» Required work
Given the records below, pull every line with the word "imageproc" into the answer.

--- Data provided ---

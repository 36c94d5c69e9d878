use image::{Rgb, RgbImage};
use imageproc::drawing::{draw_hollow_circle_mut, draw_hollow_rect_mut, draw_line_segment_mut};

use crate::landmarks::{Landmarks, Point, Rect};

/// Color used for hand-annotated ground-truth anchors.
pub const ANNOTATION_COLOR: Rgb<u8> = Rgb([255, 30, 0]);
/// Color used for engine-detected anchors and contours.
pub const DETECTION_COLOR: Rgb<u8> = Rgb([0, 30, 250]);

const FACE_REGION_COLOR: Rgb<u8> = Rgb([0, 128, 0]);
const REGION_COLOR: Rgb<u8> = Rgb([45, 82, 160]);
const DIAGNOSTIC_COLOR: Rgb<u8> = Rgb([190, 40, 40]);

const ANCHOR_RADIUS: i32 = 5;

/// Draws the six core anchors (eyes, lips, crown, chin) as hollow circles.
pub fn draw_anchor_points(img: &mut RgbImage, lm: &Landmarks, color: Rgb<u8>) {
    for point in [
        lm.eye_left_pupil,
        lm.eye_right_pupil,
        lm.lip_left_corner,
        lm.lip_right_corner,
        lm.crown,
        lm.chin,
    ] {
        draw_hollow_circle_mut(img, (point.x, point.y), ANCHOR_RADIUS, color);
    }
}

/// Draws the detected regions: face and eye rectangles, both lip contours
/// (closed), then the mouth rectangle. Undetected regions stay invisible.
pub fn draw_detected_regions(img: &mut RgbImage, lm: &Landmarks) {
    draw_region(img, lm.face_rect, FACE_REGION_COLOR);
    draw_region(img, lm.eye_left_rect, REGION_COLOR);
    draw_region(img, lm.eye_right_rect, REGION_COLOR);
    draw_closed_polyline(img, &lm.lip_contour_upper, DETECTION_COLOR);
    draw_closed_polyline(img, &lm.lip_contour_lower, DETECTION_COLOR);
    draw_region(img, lm.mouth_rect, REGION_COLOR);
}

/// Draws everything known about a record: regions and contours, the core
/// anchors, the extended points and the raw landmark cloud.
pub fn draw_all_landmarks(img: &mut RgbImage, lm: &Landmarks) {
    draw_detected_regions(img, lm);
    draw_anchor_points(img, lm, DETECTION_COLOR);
    for point in [lm.eye_left_corner, lm.eye_right_corner, lm.nose_tip] {
        draw_hollow_circle_mut(img, (point.x, point.y), ANCHOR_RADIUS, DETECTION_COLOR);
    }
    for point in &lm.all_landmarks {
        draw_hollow_circle_mut(img, (point.x, point.y), ANCHOR_RADIUS, DIAGNOSTIC_COLOR);
    }
}

fn draw_region(img: &mut RgbImage, rect: Rect, color: Rgb<u8>) {
    if rect.is_empty() {
        return;
    }
    let rect = imageproc::rect::Rect::at(rect.x, rect.y).of_size(rect.width, rect.height);
    draw_hollow_rect_mut(img, rect, color);
}

/// A contour is stored open; anything with at least two points is drawn as
/// a closed polygon.
fn draw_closed_polyline(img: &mut RgbImage, points: &[Point], color: Rgb<u8>) {
    if points.len() < 2 {
        return;
    }
    for pair in points.windows(2) {
        draw_segment(img, pair[0], pair[1], color);
    }
    let first = points[0];
    let last = points[points.len() - 1];
    if first != last {
        draw_segment(img, last, first, color);
    }
}

fn draw_segment(img: &mut RgbImage, a: Point, b: Point, color: Rgb<u8>) {
    draw_line_segment_mut(img, (a.x as f32, a.y as f32), (b.x as f32, b.y as f32), color);
}
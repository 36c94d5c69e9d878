use std::path::{Path, PathBuf};

use anyhow::{Context, Result};
use image::RgbImage;
use log::{info, warn};

use crate::annotations;
use crate::detector::LandmarkDetector;
use crate::landmarks::Landmarks;
use crate::render;

/// Outcome of processing one annotated image.
#[derive(Debug, Clone)]
pub struct ResultRecord {
    pub image_path: PathBuf,
    pub annotations: Landmarks,
    pub detected: Landmarks,
    pub success: bool,
}

/// Runs the detector over every image in the annotation export.
///
/// Images whose path contains any entry of `ignored` as a substring are
/// skipped. Every processed image yields exactly one record, failed
/// detections included, so callers can compute failure rates. Iteration
/// follows the annotation map's key order, not the export's line order.
///
/// With `annotate_dir` set, an overlay of ground truth and detection is
/// written there as `<image-stem>.png` for visual review.
pub fn process_database(
    detector: &mut dyn LandmarkDetector,
    ignored: &[String],
    annotations_path: &Path,
    annotate_dir: Option<&Path>,
) -> Result<Vec<ResultRecord>> {
    let ground_truth = annotations::import_landmarks(annotations_path)?;
    info!("loaded annotations for {} image(s)", ground_truth.len());

    let mut records = Vec::with_capacity(ground_truth.len());
    for (image_path, annotations) in &ground_truth {
        let path_str = image_path.to_string_lossy();
        if ignored.iter().any(|entry| path_str.contains(entry.as_str())) {
            info!("skipping ignored image {}", path_str);
            continue;
        }

        let detection = detector
            .detect(image_path, annotations)
            .with_context(|| format!("detecting landmarks in {}", path_str))?;
        if !detection.success {
            warn!("detection failed for {}", path_str);
        }

        if let Some(dir) = annotate_dir {
            let mut overlay = detection.image.clone();
            render::draw_anchor_points(&mut overlay, annotations, render::ANNOTATION_COLOR);
            render::draw_detected_regions(&mut overlay, &detection.landmarks);
            render::draw_anchor_points(&mut overlay, &detection.landmarks, render::DETECTION_COLOR);
            save_overlay(dir, image_path, &overlay)?;
        }

        records.push(ResultRecord {
            image_path: image_path.clone(),
            annotations: annotations.clone(),
            detected: detection.landmarks,
            success: detection.success,
        });
    }
    Ok(records)
}

fn save_overlay(dir: &Path, image_path: &Path, overlay: &RgbImage) -> Result<()> {
    std::fs::create_dir_all(dir)
        .with_context(|| format!("creating overlay directory {}", dir.display()))?;
    let stem = image_path
        .file_stem()
        .map(|s| s.to_string_lossy().into_owned())
        .unwrap_or_else(|| "image".to_string());
    let out = dir.join(format!("{stem}.png"));
    overlay
        .save(&out)
        .with_context(|| format!("writing overlay {}", out.display()))?;
    Ok(())
}
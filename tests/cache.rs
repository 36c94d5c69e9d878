use std::fs;
use std::path::Path;

use anyhow::Result;
use image::RgbImage;
use passmark::{load_or_detect, Detection, LandmarkCache, LandmarkDetector, Landmarks, Point, Rect};
use tempfile::TempDir;

fn sample_landmarks() -> Landmarks {
    Landmarks {
        crown: Point::new(10, 20),
        chin: Point::new(10, 220),
        eye_left_pupil: Point::new(5, 50),
        eye_right_pupil: Point::new(15, 50),
        eye_left_corner: Point::new(2, 50),
        eye_right_corner: Point::new(18, 50),
        nose_tip: Point::new(10, 100),
        lip_left_corner: Point::new(5, 150),
        lip_right_corner: Point::new(15, 150),
        face_rect: Rect::new(0, 10, 20, 210),
        eye_left_rect: Rect::new(3, 45, 4, 4),
        eye_right_rect: Rect::new(13, 45, 4, 4),
        mouth_rect: Rect::new(5, 145, 10, 10),
        lip_contour_upper: vec![
            Point::new(5, 150),
            Point::new(10, 148),
            Point::new(15, 150),
        ],
        lip_contour_lower: vec![],
        all_landmarks: vec![Point::new(5, 50), Point::new(15, 50)],
        success: true,
    }
}

struct StubDetector {
    calls: usize,
    landmarks: Landmarks,
}

impl LandmarkDetector for StubDetector {
    fn detect(&mut self, _image_path: &Path, _ground_truth: &Landmarks) -> Result<Detection> {
        self.calls += 1;
        Ok(Detection {
            success: self.landmarks.success,
            image: RgbImage::new(8, 8),
            landmarks: self.landmarks.clone(),
        })
    }
}

#[test]
fn round_trip_preserves_all_fields() {
    let dir = TempDir::new().expect("tempdir");
    let cache = LandmarkCache::new(dir.path());
    let image_path = dir.path().join("face01.jpg");

    let original = sample_landmarks();
    cache.store(&image_path, &original).expect("store");
    let loaded = cache.load(&image_path).expect("load").expect("entry exists");
    assert_eq!(loaded, original);
}

#[test]
fn absent_entry_is_none() {
    let dir = TempDir::new().expect("tempdir");
    let cache = LandmarkCache::new(dir.path());
    let loaded = cache.load(&dir.path().join("never_seen.jpg")).expect("load");
    assert!(loaded.is_none());
}

#[test]
fn malformed_entry_is_an_error() {
    let dir = TempDir::new().expect("tempdir");
    let cache = LandmarkCache::new(dir.path());
    let image_path = dir.path().join("face01.jpg");

    fs::write(cache.entry_path(&image_path), "not json at all").expect("write entry");
    assert!(cache.load(&image_path).is_err());
}

#[test]
fn same_file_name_in_different_directories_does_not_collide() {
    let dir = TempDir::new().expect("tempdir");
    let cache = LandmarkCache::new(dir.path().join("cache"));
    let front = dir.path().join("front").join("face01.jpg");
    let side = dir.path().join("side").join("face01.jpg");

    cache.store(&front, &sample_landmarks()).expect("store");
    assert_ne!(cache.entry_path(&front), cache.entry_path(&side));
    assert!(cache.load(&side).expect("load").is_none());
}

#[test]
fn cache_hit_short_circuits_the_detector() {
    let dir = TempDir::new().expect("tempdir");
    let cache = LandmarkCache::new(dir.path().join("cache"));
    let image_path = dir.path().join("face01.jpg");
    let ground_truth = Landmarks::default();

    let cached = sample_landmarks();
    cache.store(&image_path, &cached).expect("store");

    let mut detector = StubDetector {
        calls: 0,
        landmarks: Landmarks::default(),
    };
    let loaded =
        load_or_detect(&cache, &mut detector, &image_path, &ground_truth).expect("load_or_detect");
    assert_eq!(loaded, cached);
    assert_eq!(detector.calls, 0);
}

#[test]
fn cache_miss_detects_once_and_persists() {
    let dir = TempDir::new().expect("tempdir");
    let cache = LandmarkCache::new(dir.path().join("cache"));
    let image_path = dir.path().join("face01.jpg");
    let ground_truth = Landmarks::default();

    let mut detector = StubDetector {
        calls: 0,
        landmarks: sample_landmarks(),
    };

    let first =
        load_or_detect(&cache, &mut detector, &image_path, &ground_truth).expect("first call");
    assert_eq!(first, sample_landmarks());
    assert_eq!(detector.calls, 1);
    assert!(cache.entry_path(&image_path).exists());

    let second =
        load_or_detect(&cache, &mut detector, &image_path, &ground_truth).expect("second call");
    assert_eq!(second, first);
    assert_eq!(detector.calls, 1);
}
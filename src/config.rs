use std::path::{Path, PathBuf};

use anyhow::{Context, Result};
use once_cell::sync::Lazy;

/// Default location of the engine configuration bundle, relative to the
/// repository root.
pub static CONFIG_PATH: Lazy<&'static Path> = Lazy::new(|| {
    Path::new(option_env!("PASSMARK_CONFIG_PATH").unwrap_or("share/config.bundle.json"))
});

/// Reads the engine configuration bundle as an opaque JSON string.
///
/// The contents are handed to the engine's own configuration entry point
/// and not interpreted here. With no explicit path, the default bundle is
/// located by walking up from the current directory.
pub fn read_config(path: Option<&Path>) -> Result<String> {
    let path = match path {
        Some(p) => p.to_path_buf(),
        None => resolve_path(&CONFIG_PATH)
            .with_context(|| format!("locating {}", CONFIG_PATH.display()))?,
    };
    std::fs::read_to_string(&path).with_context(|| format!("reading config at {}", path.display()))
}

/// Locates a repository-relative path by walking up from the current
/// directory until the path exists under an ancestor.
pub fn resolve_path(relative: &Path) -> Option<PathBuf> {
    let base = std::env::current_dir().ok()?;
    for dir in base.ancestors() {
        let candidate = dir.join(relative);
        if candidate.exists() {
            return Some(candidate);
        }
    }
    None
}
use std::collections::BTreeMap;
use std::path::{Path, PathBuf};

use anyhow::{bail, Context, Result};
use once_cell::sync::Lazy;
use regex::Regex;

use crate::landmarks::{Landmarks, Point};

/// One relevant line of the VIA export: image filename, file size, empty
/// file attributes, the six-region count, the landmark index and the
/// embedded point JSON with its doubled quotes.
static ANNOTATION_LINE: Lazy<Regex> = Lazy::new(|| {
    Regex::new(r#"(.*\.(?:jpg|JPG|png|PNG)),\d+,"\{\}",6,(\d),".*""cx"":(\d+),""cy"":(\d+)\}","\{\}""#)
        .expect("annotation line pattern")
});

/// Hand-annotated landmark kinds, discriminated by the region id column of
/// the export.
#[derive(Debug, Clone, Copy, PartialEq, Eq)]
pub enum LandmarkKind {
    Crown,
    Chin,
    EyeLeftPupil,
    EyeRightPupil,
    LipLeftCorner,
    LipRightCorner,
}

impl TryFrom<u32> for LandmarkKind {
    type Error = anyhow::Error;

    fn try_from(value: u32) -> Result<Self> {
        Ok(match value {
            0 => Self::Crown,
            1 => Self::Chin,
            2 => Self::EyeLeftPupil,
            3 => Self::EyeRightPupil,
            4 => Self::LipLeftCorner,
            5 => Self::LipRightCorner,
            other => bail!("landmark index {other} out of range (expected 0-5)"),
        })
    }
}

impl LandmarkKind {
    fn assign(self, landmarks: &mut Landmarks, point: Point) {
        match self {
            Self::Crown => landmarks.crown = point,
            Self::Chin => landmarks.chin = point,
            Self::EyeLeftPupil => landmarks.eye_left_pupil = point,
            Self::EyeRightPupil => landmarks.eye_right_pupil = point,
            Self::LipLeftCorner => landmarks.lip_left_corner = point,
            Self::LipRightCorner => landmarks.lip_right_corner = point,
        }
    }
}

/// Loads the manually annotated landmarks from a VIA-format CSV export.
///
/// Returns a map from image path (resolved against the export's directory)
/// to its ground-truth landmarks. Lines that do not match the export
/// pattern are ignored; a landmark index outside 0-5 aborts the import, as
/// silently misassigning a point would corrupt the ground truth.
pub fn import_landmarks(csv_path: &Path) -> Result<BTreeMap<PathBuf, Landmarks>> {
    let content = std::fs::read_to_string(csv_path)
        .with_context(|| format!("reading annotations at {}", csv_path.display()))?;
    let image_dir = csv_path.parent().unwrap_or_else(|| Path::new(""));

    let mut map: BTreeMap<PathBuf, Landmarks> = BTreeMap::new();
    for caps in ANNOTATION_LINE.captures_iter(&content) {
        let image_name = &caps[1];
        let index: u32 = caps[2].parse().context("parsing landmark index")?;
        let x: i32 = caps[3].parse().context("parsing point x")?;
        let y: i32 = caps[4].parse().context("parsing point y")?;

        let kind = LandmarkKind::try_from(index)
            .with_context(|| format!("annotation for {image_name}"))?;
        let image_path = image_dir.join(image_name);
        kind.assign(map.entry(image_path).or_default(), Point::new(x, y));
    }
    Ok(map)
}
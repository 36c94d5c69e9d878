use std::path::Path;

use anyhow::Result;
use image::RgbImage;

use crate::landmarks::Landmarks;

/// Outcome of running the detection engine on one image.
#[derive(Debug, Clone)]
pub struct Detection {
    /// Whether the engine completed landmark extraction for the image.
    pub success: bool,
    /// The image the engine loaded, used for annotation overlays.
    pub image: RgbImage,
    pub landmarks: Landmarks,
}

/// Capability interface to the external landmark detection engine.
///
/// A per-image detection miss is reported through [`Detection::success`]
/// and gets recorded by the caller; `Err` is reserved for unrecoverable
/// I/O and aborts the run. Implementations must be deterministic for a
/// given input so cached results stay meaningful.
pub trait LandmarkDetector {
    fn detect(&mut self, image_path: &Path, ground_truth: &Landmarks) -> Result<Detection>;
}
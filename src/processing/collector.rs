// src/processing/collector.rs
use std::{convert::Infallible, sync::Arc, time::Duration};

use tracing::error;

use crate::error::{Error, ItemError};
use crate::processing::parallel::Batch;
use crate::processing::partition::Range;
use crate::utils::context::Context;

type ErasedProducer = Box<dyn Fn(&Context) + Send + Sync>;
type ErasedConsumer<'a> = Box<dyn FnMut(&Context, Result<(), ItemError<Infallible>>) + 'a>;

/// A producer and the consumer that receives its result.
///
/// Each pair is typed independently; the value travels from producer to
/// consumer over a channel private to the pair.
pub struct Pair<'a> {
    producer: ErasedProducer,
    consumer: ErasedConsumer<'a>,
}

impl<'a> Pair<'a> {
    pub fn new<T, E, P, C>(producer: P, mut consumer: C) -> Self
    where
        T: Send + 'static,
        E: Send + 'static,
        P: Fn(&Context) -> Result<T, E> + Send + Sync + 'static,
        C: FnMut(&Context, Result<T, ItemError<E>>) + 'a,
    {
        let (tx, rx) = flume::bounded::<Result<T, E>>(1);

        let producer: ErasedProducer = Box::new(move |ctx| {
            let _ = tx.try_send(producer(ctx));
        });

        let consumer: ErasedConsumer<'a> = Box::new(move |ctx, delivered| {
            let outcome = match delivered {
                Ok(()) => match rx.try_recv() {
                    Ok(result) => result.map_err(ItemError::Producer),
                    Err(err) => {
                        error!(error = %err, "Producer finished without leaving a result");
                        return;
                    }
                },
                Err(ItemError::Panicked(message)) => Err(ItemError::Panicked(message)),
                Err(ItemError::Producer(never)) => match never {},
            };
            consumer(ctx, outcome);
        });

        Self { producer, consumer }
    }
}

/// Runs every pair's producer concurrently, then each consumer that got a
/// result in time, one after another on the calling thread.
///
/// Errors follow `Batch::run`: an empty list is `Error::EmptyBatch`, and a pair
/// that misses `timeout` makes the call return `Error::TimedOut` without its
/// consumer running.
pub fn collect(ctx: &Context, timeout: Duration, pairs: Vec<Pair<'_>>) -> Result<(), Error> {
    let (producers, mut consumers): (Vec<_>, Vec<_>) = pairs
        .into_iter()
        .map(|pair| (pair.producer, pair.consumer))
        .unzip();
    let producers = Arc::new(producers);

    Batch::new(producers.len(), 1, timeout).run(
        ctx,
        move |ctx: &Context, range: Range| -> Result<(), Infallible> {
            (producers[range.from])(ctx);
            Ok(())
        },
        |ctx, range, delivered| {
            if let Some(consumer) = consumers.get_mut(range.from) {
                consumer(ctx, delivered);
            }
        },
    )
}
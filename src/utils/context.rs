// src/utils/context.rs
use std::{
    fmt,
    sync::Arc,
    time::{Duration, Instant},
};

use flume::{Receiver, Sender};
use parking_lot::Mutex;

/// Cancellation and deadline scope handed to producers and consumers.
///
/// Contexts form a tree: a child inherits its parent's deadline (a child
/// deadline is never later than its parent's) and is done as soon as any
/// ancestor is cancelled. Cloning is cheap and shares the same node.
#[derive(Clone)]
pub struct Context {
    inner: Arc<Inner>,
}

struct Inner {
    deadline: Option<Instant>,
    parent: Option<Context>,
    state: Mutex<State>,
}

#[derive(Default)]
struct State {
    cancelled: bool,
    watchers: Vec<Sender<()>>,
}

impl Context {
    /// Root context: no deadline, never cancelled unless `cancel` is called.
    pub fn background() -> Self {
        Self::node(None, None)
    }

    fn node(deadline: Option<Instant>, parent: Option<Context>) -> Self {
        Self {
            inner: Arc::new(Inner {
                deadline,
                parent,
                state: Mutex::new(State::default()),
            }),
        }
    }

    /// Child context that expires `timeout` from now, or with the parent,
    /// whichever comes first.
    pub fn with_timeout(&self, timeout: Duration) -> Self {
        match Instant::now().checked_add(timeout) {
            Some(deadline) => self.with_deadline(deadline),
            // Unrepresentable instant, so only the parent's deadline applies
            None => self.with_cancel(),
        }
    }

    pub fn with_deadline(&self, deadline: Instant) -> Self {
        let deadline = match self.deadline() {
            Some(parent) => parent.min(deadline),
            None => deadline,
        };
        Self::node(Some(deadline), Some(self.clone()))
    }

    /// Child context with the parent's deadline that can be cancelled on its own.
    pub fn with_cancel(&self) -> Self {
        Self::node(self.deadline(), Some(self.clone()))
    }

    pub fn deadline(&self) -> Option<Instant> {
        self.inner.deadline
    }

    /// Time left until the deadline, zero once it has passed.
    pub fn remaining(&self) -> Option<Duration> {
        self.deadline()
            .map(|deadline| deadline.saturating_duration_since(Instant::now()))
    }

    /// Cancels this context and every context derived from it.
    pub fn cancel(&self) {
        let watchers = {
            let mut state = self.inner.state.lock();
            if state.cancelled {
                return;
            }
            state.cancelled = true;
            std::mem::take(&mut state.watchers)
        };

        for watcher in watchers {
            let _ = watcher.try_send(());
        }
    }

    pub fn is_cancelled(&self) -> bool {
        let mut current = Some(self);
        while let Some(ctx) = current {
            if ctx.inner.state.lock().cancelled {
                return true;
            }
            current = ctx.inner.parent.as_ref();
        }
        false
    }

    pub fn is_expired(&self) -> bool {
        self.deadline()
            .is_some_and(|deadline| Instant::now() >= deadline)
    }

    /// Cancelled or past the deadline.
    pub fn is_done(&self) -> bool {
        self.is_cancelled() || self.is_expired()
    }

    /// Receiver that gets a message once this context or one of its ancestors
    /// is cancelled. Deadlines do not signal here; wait on `deadline()` for those.
    pub fn done(&self) -> Receiver<()> {
        let (tx, rx) = flume::bounded(1);

        let mut current = Some(self);
        while let Some(ctx) = current {
            let mut state = ctx.inner.state.lock();
            if state.cancelled {
                let _ = tx.try_send(());
                return rx;
            }
            state.watchers.retain(|watcher| !watcher.is_disconnected());
            state.watchers.push(tx.clone());
            drop(state);
            current = ctx.inner.parent.as_ref();
        }

        rx
    }
}

impl Default for Context {
    fn default() -> Self {
        Self::background()
    }
}

impl fmt::Debug for Context {
    fn fmt(&self, f: &mut fmt::Formatter<'_>) -> fmt::Result {
        f.debug_struct("Context")
            .field("deadline", &self.deadline())
            .field("cancelled", &self.is_cancelled())
            .finish()
    }
}
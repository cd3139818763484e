use clap::{Parser, Subcommand};
use std::path::PathBuf;

#[derive(Parser)]
#[command(name = "fanout-batch")]
#[command(about = "Deadline-bounded fan-out of range batches")]
pub struct Cli {
    #[command(subcommand)]
    pub command: Commands,
}

#[derive(Subcommand)]
pub enum Commands {
    /// Print the ranges a batch would be split into, as JSON
    Plan {
        /// Total number of items
        #[arg(short, long)]
        total: usize,

        /// Items per range (0 = one range for everything)
        #[arg(short, long, default_value = "0")]
        unit: usize,
    },

    /// Run a synthetic `value * 10` workload over the batch and print a summary
    Run {
        /// JSON batch config; command-line values override it
        #[arg(short, long)]
        config: Option<PathBuf>,

        /// Total number of items
        #[arg(short, long)]
        total: Option<usize>,

        /// Items per range (0 = one range for everything)
        #[arg(short, long)]
        unit: Option<usize>,

        /// Overall deadline in milliseconds
        #[arg(long)]
        timeout_ms: Option<u64>,

        /// Range (by start offset) whose producer sleeps before returning
        #[arg(long, requires = "slow_ms")]
        slow_range: Option<usize>,

        /// How long the slow range sleeps, in milliseconds
        #[arg(long)]
        slow_ms: Option<u64>,

        /// Range (by start offset) whose producer reports an error
        #[arg(long)]
        fail_range: Option<usize>,

        /// Make workers share the overall deadline instead of timing themselves
        #[arg(long)]
        overall_deadline: bool,
    },
}
// src/error.rs
use thiserror::Error;

/// Failures that end a whole `Batch::run` or `collect` call.
#[derive(Debug, Error)]
pub enum Error {
    #[error("empty batch")]
    EmptyBatch,

    #[error("batch timed out: {collected} of {expected} ranges collected")]
    TimedOut { collected: usize, expected: usize },

    #[error("batch cancelled: {collected} of {expected} ranges collected")]
    Cancelled { collected: usize, expected: usize },

    /// Every worker went away before publishing. Should never happen.
    #[error("result channel closed unexpectedly: {collected} of {expected} ranges collected")]
    UnexpectedClose { collected: usize, expected: usize },

    #[error("failed to spawn batch worker: {0}")]
    Spawn(#[from] std::io::Error),
}

impl Error {
    pub fn is_timeout(&self) -> bool {
        matches!(self, Error::TimedOut { .. })
    }

    /// Number of records that had arrived when the call gave up.
    pub fn collected(&self) -> Option<usize> {
        match self {
            Error::TimedOut { collected, .. }
            | Error::Cancelled { collected, .. }
            | Error::UnexpectedClose { collected, .. } => Some(*collected),
            Error::EmptyBatch | Error::Spawn(_) => None,
        }
    }
}

/// Per-range failure handed to the consumer instead of failing the batch.
#[derive(Debug, Error)]
pub enum ItemError<E> {
    #[error("producer failed: {0}")]
    Producer(E),

    #[error("producer panicked: {0}")]
    Panicked(String),
}

impl<E> ItemError<E> {
    pub fn is_panic(&self) -> bool {
        matches!(self, ItemError::Panicked(_))
    }
}
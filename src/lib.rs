// src/lib.rs
pub mod batch;
pub mod cli;
pub mod error;
pub mod processing;
pub mod utils;

pub use error::{Error, ItemError};
pub use processing::{collect, partition, Batch, Pair, Range, WorkerDeadline};
pub use utils::context::Context;

// Library version
pub const VERSION: &str = env!("CARGO_PKG_VERSION");
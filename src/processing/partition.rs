// src/processing/partition.rs
use std::ops::Range as IndexRange;

use serde::{Deserialize, Serialize};

/// Contiguous `[from, from + count)` slice of the index space handled by one worker.
#[derive(Debug, Clone, Copy, PartialEq, Eq, Hash, Serialize, Deserialize)]
pub struct Range {
    pub from: usize,
    pub count: usize,
}

impl Range {
    pub fn new(from: usize, count: usize) -> Self {
        Self { from, count }
    }

    /// One past the last index.
    pub fn end(&self) -> usize {
        self.from + self.count
    }

    pub fn indices(&self) -> IndexRange<usize> {
        self.from..self.end()
    }
}

/// Splits `total_count` items into ranges of `unit_size`.
///
/// A `unit_size` of zero means one range for everything. The last range holds
/// the remainder and is never empty. `total_count == 0` yields no ranges.
pub fn partition(total_count: usize, unit_size: usize) -> Vec<Range> {
    if total_count == 0 {
        return Vec::new();
    }

    let unit_size = if unit_size == 0 {
        total_count
    } else {
        unit_size.min(total_count)
    };

    let mut ranges = Vec::with_capacity(total_count.div_ceil(unit_size));
    let mut from = 0;
    while from < total_count {
        let count = unit_size.min(total_count - from);
        ranges.push(Range::new(from, count));
        from += count;
    }

    ranges
}
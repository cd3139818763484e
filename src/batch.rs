// src/batch.rs
use std::fs;
use std::path::Path;
use std::time::Duration;

use anyhow::{Context as _, Result};
use serde::{Deserialize, Serialize};

use crate::processing::{Batch, WorkerDeadline};

/// Batch settings read from a JSON file.
#[derive(Deserialize, Serialize, Debug, Clone, PartialEq, Eq)]
pub struct BatchConfig {
    pub total_count: usize,
    #[serde(default)]
    pub unit_size: usize,
    #[serde(default = "default_timeout_ms")]
    pub timeout_ms: u64,
    #[serde(default)]
    pub worker_deadline: WorkerDeadline,
}

fn default_timeout_ms() -> u64 {
    10_000
}

impl BatchConfig {
    /// Config for `total_count` items with every other field at its default.
    pub fn new(total_count: usize) -> Self {
        Self {
            total_count,
            unit_size: 0,
            timeout_ms: default_timeout_ms(),
            worker_deadline: WorkerDeadline::default(),
        }
    }

    pub fn load<P: AsRef<Path>>(path: P) -> Result<Self> {
        let path = path.as_ref();
        let content = fs::read_to_string(path)
            .with_context(|| format!("Failed to read batch config {}", path.display()))?;
        Self::from_json(&content)
            .with_context(|| format!("Invalid batch config {}", path.display()))
    }

    pub fn from_json(content: &str) -> Result<Self> {
        Ok(serde_json::from_str(content)?)
    }

    pub fn timeout(&self) -> Duration {
        Duration::from_millis(self.timeout_ms)
    }

    pub fn to_batch(&self) -> Batch {
        Batch::new(self.total_count, self.unit_size, self.timeout())
            .with_worker_deadline(self.worker_deadline)
    }
}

---

» Exercise response
use imageproc::drawing::{draw_hollow_circle_mut, draw_hollow_rect_mut, draw_line_segment_mut};
    let rect = imageproc::rect::Rect::at(rect.x, rect.y).of_size(rect.width, rect.height);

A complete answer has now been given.